* Requirement *
Quote exactly the lines spanning from the top of the data below to the line that contains "and its optimizer", including both.

[Stored data entries]
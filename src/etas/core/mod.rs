//! core — ETAS catalog, parameters, kernel, and likelihood evaluator.
//!
//! Purpose
//! -------
//! Collect the numerical and structural building blocks for temporal ETAS
//! models: validated event catalogs, the parameter vector and its optimizer
//! box, the domain guard, the Omori–Utsu kernel, the negative log-likelihood
//! with its gradient, and the configuration types that steer a fit. The
//! model layer in [`crate::etas::models`] builds on these primitives.
//!
//! Invariants & assumptions
//! ------------------------
//! - Catalogs are validated once at construction ([`Catalog::new`]); the
//!   evaluator trusts their ordering, finiteness and completeness.
//! - Infeasible parameters and degenerate rates are absorbed as `+∞` cost by
//!   [`negative_log_likelihood`], never raised as errors.
//! - Bounds are strictly positive, so every θ mapped through
//!   [`ParamBounds::from_theta`] passes [`is_feasible`].
//!
//! Conventions
//! -----------
//! - Time is in days, indices are 0-based in catalog order, and parameter
//!   vectors use the order `(mu, K, c, p, alpha)`.
//! - This module performs no I/O and no logging.

pub mod catalog;
pub mod guards;
pub mod intensity;
pub mod kernel;
pub mod likelihood;
pub mod options;
pub mod params;
pub mod region;

// ---- Re-exports (primary public surface) ----------------------------------

pub use self::catalog::{Catalog, Event, MS_PER_DAY};
pub use self::guards::{first_violation, is_feasible};
pub use self::intensity::{conditional_intensity, elevated_risk_percent, triggered_rate};
pub use self::kernel::{contribution, omori_integral};
pub use self::likelihood::{event_sum, integral_term, negative_log_likelihood, nll_gradient};
pub use self::options::{EtasOptions, EvalStrategy, GradientMode, PARALLEL_THRESHOLD};
pub use self::params::{EtasParams, N_PARAMS, PARAM_NAMES, ParamBounds};
pub use self::region::{DEFAULT_INITIAL_GUESS, RegionConfig};

pub mod prelude {
    pub use super::catalog::{Catalog, Event};
    pub use super::likelihood::negative_log_likelihood;
    pub use super::options::{EtasOptions, EvalStrategy, GradientMode};
    pub use super::params::{EtasParams, ParamBounds};
    pub use super::region::RegionConfig;
}
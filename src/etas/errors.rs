//! Errors for the ETAS stack (catalog validation, parameter/bounds checks,
//! output hand-off, and optimizer failures that reach the caller).
//!
//! Two types live here: [`EtasError`] for catalog and run-level failures and
//! [`ParamError`] for parameter vectors and box bounds. Both implement
//! `Display` / `Error`.
//!
//! ## Conventions
//! - **Indices are 0-based** and refer to catalog order.
//! - Numerical degeneracy inside the objective (infeasible parameters,
//!   non-positive intensity) is **not** an error; the evaluator returns `+∞`
//!   and the optimizer steers away.
//! - Optimizer non-convergence and an unavailable optimizer are handled by
//!   the fallback policy and never reach the caller as errors.

/// Result alias for ETAS operations that may produce [`EtasError`].
pub type EtasResult<T> = Result<T, EtasError>;

/// Result alias for parameter-construction paths that may produce
/// [`ParamError`].
pub type ParamResult<T> = Result<T, ParamError>;

/// Catalog- and run-level errors.
#[derive(Debug, Clone, PartialEq)]
pub enum EtasError {
    // ---- Catalog validation ----
    /// An event time is NaN or ±∞.
    NonFiniteTime { index: usize, value: f64 },

    /// An event time is negative.
    NegativeTime { index: usize, value: f64 },

    /// Event times decrease between `index - 1` and `index`.
    TimeOrderViolated { index: usize, previous: f64, value: f64 },

    /// A magnitude is NaN or ±∞.
    NonFiniteMagnitude { index: usize, value: f64 },

    /// A magnitude lies below the completeness magnitude.
    MagnitudeBelowCompleteness { index: usize, value: f64, m0: f64 },

    /// Completeness magnitude must be finite.
    InvalidCompleteness { m0: f64 },

    /// Observation window must be finite and > 0.
    EmptyWindow { t_end: f64 },

    /// Observation window must extend past the last event.
    WindowTooShort { t_end: f64, last_time: f64 },

    // ---- Parameters / configuration ----
    /// Parameter vector or bounds are malformed.
    Param(ParamError),

    /// Region configuration could not be parsed or is inconsistent.
    InvalidConfig { reason: String },

    // ---- Output ----
    /// The output sink refused the record.
    SinkFailed { reason: String },
}

impl std::error::Error for EtasError {}

impl std::fmt::Display for EtasError {
    fn fmt(&self, f: &mut std::fmt::Formatter<'_>) -> std::fmt::Result {
        match self {
            // ---- Catalog validation ----
            EtasError::NonFiniteTime { index, value } => {
                write!(f, "Event time at index {index} is non-finite: {value}")
            }
            EtasError::NegativeTime { index, value } => {
                write!(f, "Event time at index {index} is negative: {value}")
            }
            EtasError::TimeOrderViolated { index, previous, value } => {
                write!(
                    f,
                    "Event times must be non-decreasing: index {index} has {value} after {previous}"
                )
            }
            EtasError::NonFiniteMagnitude { index, value } => {
                write!(f, "Magnitude at index {index} is non-finite: {value}")
            }
            EtasError::MagnitudeBelowCompleteness { index, value, m0 } => {
                write!(f, "Magnitude at index {index} ({value}) is below completeness m0 = {m0}")
            }
            EtasError::InvalidCompleteness { m0 } => {
                write!(f, "Completeness magnitude must be finite; got: {m0}")
            }
            EtasError::EmptyWindow { t_end } => {
                write!(f, "Observation window t_end must be finite and > 0; got: {t_end}")
            }
            EtasError::WindowTooShort { t_end, last_time } => {
                write!(
                    f,
                    "Observation window t_end ({t_end}) must exceed the last event time ({last_time})"
                )
            }
            // ---- Parameters / configuration ----
            EtasError::Param(err) => write!(f, "{err}"),
            EtasError::InvalidConfig { reason } => {
                write!(f, "Invalid region configuration: {reason}")
            }
            // ---- Output ----
            EtasError::SinkFailed { reason } => {
                write!(f, "Output sink rejected the fit record: {reason}")
            }
        }
    }
}

impl From<ParamError> for EtasError {
    fn from(err: ParamError) -> Self {
        EtasError::Param(err)
    }
}

impl From<std::io::Error> for EtasError {
    fn from(err: std::io::Error) -> Self {
        EtasError::SinkFailed { reason: err.to_string() }
    }
}

/// Parameter-vector and bounds errors.
#[derive(Debug, Clone, PartialEq)]
pub enum ParamError {
    /// Optimizer vector has the wrong length.
    ThetaLengthMismatch { expected: usize, actual: usize },

    /// Optimizer vector entries must be finite.
    InvalidThetaInput { index: usize, value: f64 },

    /// Bounds must be finite with `0 < lower < upper`.
    InvalidBounds { name: &'static str, lower: f64, upper: f64 },

    /// A model-space parameter is NaN or ±∞.
    NonFiniteParam { name: &'static str, value: f64 },
}

impl std::error::Error for ParamError {}

impl std::fmt::Display for ParamError {
    fn fmt(&self, f: &mut std::fmt::Formatter<'_>) -> std::fmt::Result {
        match self {
            ParamError::ThetaLengthMismatch { expected, actual } => {
                write!(f, "Theta length mismatch: expected {expected}, actual {actual}")
            }
            ParamError::InvalidThetaInput { index, value } => {
                write!(f, "Invalid theta input at index {index}: {value}, must be finite")
            }
            ParamError::InvalidBounds { name, lower, upper } => {
                write!(
                    f,
                    "Bounds for {name} must be finite with 0 < lower < upper; got [{lower}, {upper}]"
                )
            }
            ParamError::NonFiniteParam { name, value } => {
                write!(f, "Parameter {name} must be finite; got: {value}")
            }
        }
    }
}

#[cfg(test)]
mod tests {
    use super::*;

    // -------------------------------------------------------------------------
    // Scope
    // -----
    // These tests cover `Display` wording for representative variants and the
    // lifting of foreign errors into `EtasError`.
    // -------------------------------------------------------------------------

    #[test]
    // Purpose
    // -------
    // Catalog errors mention the offending index and value.
    fn display_mentions_index_and_value() {
        let err = EtasError::MagnitudeBelowCompleteness { index: 3, value: 1.5, m0: 2.0 };

        let text = err.to_string();

        assert!(text.contains("index 3"));
        assert!(text.contains("1.5"));
        assert!(text.contains("m0 = 2"));
    }

    #[test]
    // Purpose
    // -------
    // `ParamError` converts into the `Param` variant and keeps its text.
    fn param_error_lifts_into_etas_error() {
        let inner = ParamError::InvalidBounds { name: "p", lower: 2.0, upper: 1.0 };

        let lifted: EtasError = inner.clone().into();

        assert_eq!(lifted, EtasError::Param(inner.clone()));
        assert_eq!(lifted.to_string(), inner.to_string());
    }

    #[test]
    // Purpose
    // -------
    // I/O failures from a sink become `SinkFailed`.
    fn io_error_becomes_sink_failure() {
        let io = std::io::Error::new(std::io::ErrorKind::BrokenPipe, "pipe closed");

        let err: EtasError = io.into();

        assert!(
            matches!(err, EtasError::SinkFailed { ref reason } if reason.contains("pipe closed"))
        );
    }
}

* Task response *
filename src/etas/core/mod.rs
//! core — ETAS catalog, parameters, kernel, and likelihood evaluator.
//!
//! Purpose
//! -------
//! Collect the numerical and structural building blocks for temporal ETAS
//! models: validated event catalogs, the parameter vector and its optimizer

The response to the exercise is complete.